The gold was fading from the river now, the water was becoming like liquid silver, then, in a moment, like liquid steel. On the dahabeeyah, which began to look as if it were a long way off and were receding from her, shone a red and a blue light. Still the vehement voices of the brown fellahin at work by the shaduf rose unwearied along the Nile. During the last days Mrs. Armine’s ears had grown accustomed to these voices, so accustomed to them that it was already becoming difficult to her to realize that but a short time ago she had never heard them, never felt their curious influence, their driving power, which, mingled with other powers of sun and air, flogs the souls of men and women into desire of ungentle joys and of sometimes cruel pleasures. And now, with the fading away of the daylight, those powerful, savage, and sad voices gained in meaning, seemed no more to be issuing from the throats of toiling and sweating Egyptians, but to be issuing from the throat of this land of ruins and gold, where the green runs flush with the sand, and the lark sings in the morning, where the jackal whines by night.
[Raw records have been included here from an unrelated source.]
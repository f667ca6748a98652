//! Incremental RESP Parser
//!
//! The parser reads from a buffer and returns either:
//! - `Ok(Some((value, consumed)))` - a complete value, `consumed` bytes were used
//! - `Ok(None)` - the value is incomplete, read more data and retry
//! - `Err(ParseError)` - the bytes are not valid RESP
//!
//! The byte count is what the replication client adds to its stream offset,
//! so it must cover every framing byte of the value, CRLFs included.
//!
//! Unlike a server-side parser, inline commands are not accepted: both the
//! master's command stream and a target's replies are always framed, and an
//! unexpected leading byte means the stream is misaligned.

use crate::protocol::types::{prefix, RespValue, CRLF};
use bytes::Bytes;
use thiserror::Error;

/// Errors that can occur during RESP parsing.
#[derive(Debug, Error, Clone, PartialEq)]
pub enum ParseError {
    /// Unknown type prefix byte
    #[error("unknown type prefix: {0:#04x}")]
    UnknownPrefix(u8),

    #[error("invalid integer: {0}")]
    InvalidInteger(String),

    #[error("invalid UTF-8: {0}")]
    InvalidUtf8(String),

    /// Bulk string length is negative (but not -1 for null)
    #[error("invalid bulk string length: {0}")]
    InvalidBulkLength(i64),

    /// Array length is negative (but not -1 for null)
    #[error("invalid array length: {0}")]
    InvalidArrayLength(i64),

    /// Protocol violation (missing CRLF, etc.)
    #[error("protocol error: {0}")]
    ProtocolError(String),

    #[error("message too large: {size} bytes (max: {max})")]
    MessageTooLarge { size: usize, max: usize },
}

pub type ParseResult<T> = Result<T, ParseError>;

/// Maximum size for a single bulk string (512 MB, same as Redis)
pub const MAX_BULK_SIZE: usize = 512 * 1024 * 1024;

/// Maximum array nesting depth (prevent stack overflow)
pub const MAX_NESTING_DEPTH: usize = 32;

/// Maximum length of a simple line (status, error, integer, length header),
/// CRLF excluded. Matches Redis' inline limit.
pub const MAX_LINE_LENGTH: usize = 64 * 1024;

/// An incremental RESP protocol parser.
#[derive(Debug, Default)]
pub struct RespParser {
    depth: usize,
}

impl RespParser {
    pub fn new() -> Self {
        Self { depth: 0 }
    }

    /// Attempts to parse one RESP value from the front of `buf`.
    pub fn parse(&mut self, buf: &[u8]) -> ParseResult<Option<(RespValue, usize)>> {
        self.depth = 0;
        self.parse_value(buf)
    }

    fn parse_value(&mut self, buf: &[u8]) -> ParseResult<Option<(RespValue, usize)>> {
        if buf.is_empty() {
            return Ok(None);
        }

        if self.depth > MAX_NESTING_DEPTH {
            return Err(ParseError::ProtocolError(format!(
                "maximum nesting depth exceeded: {}",
                MAX_NESTING_DEPTH
            )));
        }

        match buf[0] {
            prefix::SIMPLE_STRING => Ok(parse_line(buf)?
                .map(|(line, used)| (RespValue::SimpleString(line.to_string()), used))),
            prefix::ERROR => {
                Ok(parse_line(buf)?.map(|(line, used)| (RespValue::Error(line.to_string()), used)))
            }
            prefix::INTEGER => match parse_line(buf)? {
                Some((line, used)) => Ok(Some((RespValue::Integer(parse_int(line)?), used))),
                None => Ok(None),
            },
            prefix::BULK_STRING => self.parse_bulk_string(buf),
            prefix::ARRAY => self.parse_array(buf),
            other => Err(ParseError::UnknownPrefix(other)),
        }
    }

    /// Parses a bulk string: `$<length>\r\n<data>\r\n`
    fn parse_bulk_string(&mut self, buf: &[u8]) -> ParseResult<Option<(RespValue, usize)>> {
        let (length, header) = match parse_line(buf)? {
            Some((line, used)) => (parse_int(line)?, used),
            None => return Ok(None),
        };

        if length == -1 {
            return Ok(Some((RespValue::Null, header)));
        }
        if length < 0 {
            return Err(ParseError::InvalidBulkLength(length));
        }

        let length = length as usize;
        if length > MAX_BULK_SIZE {
            return Err(ParseError::MessageTooLarge {
                size: length,
                max: MAX_BULK_SIZE,
            });
        }

        let total_needed = header + length + 2;
        if buf.len() < total_needed {
            return Ok(None);
        }

        if &buf[header + length..total_needed] != CRLF {
            return Err(ParseError::ProtocolError(
                "bulk string missing trailing CRLF".to_string(),
            ));
        }

        let data = Bytes::copy_from_slice(&buf[header..header + length]);
        Ok(Some((RespValue::BulkString(data), total_needed)))
    }

    /// Parses an array: `*<count>\r\n<elements...>`
    fn parse_array(&mut self, buf: &[u8]) -> ParseResult<Option<(RespValue, usize)>> {
        let (count, mut consumed) = match parse_line(buf)? {
            Some((line, used)) => (parse_int(line)?, used),
            None => return Ok(None),
        };

        if count == -1 {
            return Ok(Some((RespValue::Null, consumed)));
        }
        if count < 0 {
            return Err(ParseError::InvalidArrayLength(count));
        }

        let count = count as usize;
        // Cap the preallocation; a hostile count must not reserve gigabytes.
        let mut elements = Vec::with_capacity(count.min(1024));

        self.depth += 1;
        for _ in 0..count {
            match self.parse_value(&buf[consumed..])? {
                Some((value, used)) => {
                    elements.push(value);
                    consumed += used;
                }
                None => {
                    self.depth -= 1;
                    return Ok(None);
                }
            }
        }
        self.depth -= 1;

        Ok(Some((RespValue::Array(elements), consumed)))
    }
}

/// Reads the line after the prefix byte. Returns the line (without prefix and
/// CRLF) and the total number of bytes it occupies.
fn parse_line(buf: &[u8]) -> ParseResult<Option<(&str, usize)>> {
    match find_crlf(&buf[1..]) {
        Some(pos) if pos > MAX_LINE_LENGTH => Err(line_too_long()),
        None if buf.len() > MAX_LINE_LENGTH + 2 => Err(line_too_long()),
        Some(pos) => {
            let line = std::str::from_utf8(&buf[1..1 + pos])
                .map_err(|e| ParseError::InvalidUtf8(e.to_string()))?;
            Ok(Some((line, 1 + pos + 2)))
        }
        None => Ok(None),
    }
}

pub(crate) fn line_too_long() -> ParseError {
    ParseError::ProtocolError(format!("line longer than {} bytes", MAX_LINE_LENGTH))
}

fn parse_int(s: &str) -> ParseResult<i64> {
    s.parse()
        .map_err(|_| ParseError::InvalidInteger(s.to_string()))
}

/// Returns the position of `\r` in the first CRLF, if any.
#[inline]
pub(crate) fn find_crlf(buf: &[u8]) -> Option<usize> {
    buf.windows(2).position(|w| w == CRLF)
}

/// Helper function to parse a single RESP message from bytes.
pub fn parse_message(buf: &[u8]) -> ParseResult<Option<(RespValue, usize)>> {
    RespParser::new().parse(buf)
}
For a long time Mrs. Armine listened, sitting absolutely still. Then suddenly she moved, got up, and went swiftly towards the house. Nigel was coming back. Mingling with the voices of the shaduf men she heard the voices of Baroudi’s Nubians.
When she had reached the house, she went up at once to her bedroom, shut the door, and stood by the open window that gave on to a balcony which faced towards the Nile. The voices of the shaduf men had now suddenly died away. With the rapid falling of night the singers’ time for repose had come; they had slipped on their purple garments, and were walking to their villages. Those other voices drew nearer and nearer, murmuring deeply, rather than actually singing, their fatalistic chaunt which set the time for the oars.
Darkness came. The voices ceased.
Mrs. Armine leaned forward, with one hand on the window-frame. Her white teeth showed on her lower lip.
In the garden she heard two voices talking, and moving towards the house.
* * * * *
“Marie! Marie!”
Her maid came running.
“V’la, madame? What does madame want?”
“I am going to change my gown.”
“Madame is going to dress for the evening?”
“No. I don’t dine for two hours.”
“Then madame—”
“Don’t talk so much. Get me out a white gown, that white linen gown I got at Paquin’s and have never worn yet. And put me out—”
She gave some directions about stockings and shoes, and went in to her dressing-room, where she stood before the mirror, carefully examining her face. Then she took off the hat she was wearing.
“Lock the bedroom door and the door into monsieur’s room!” she called, in a moment.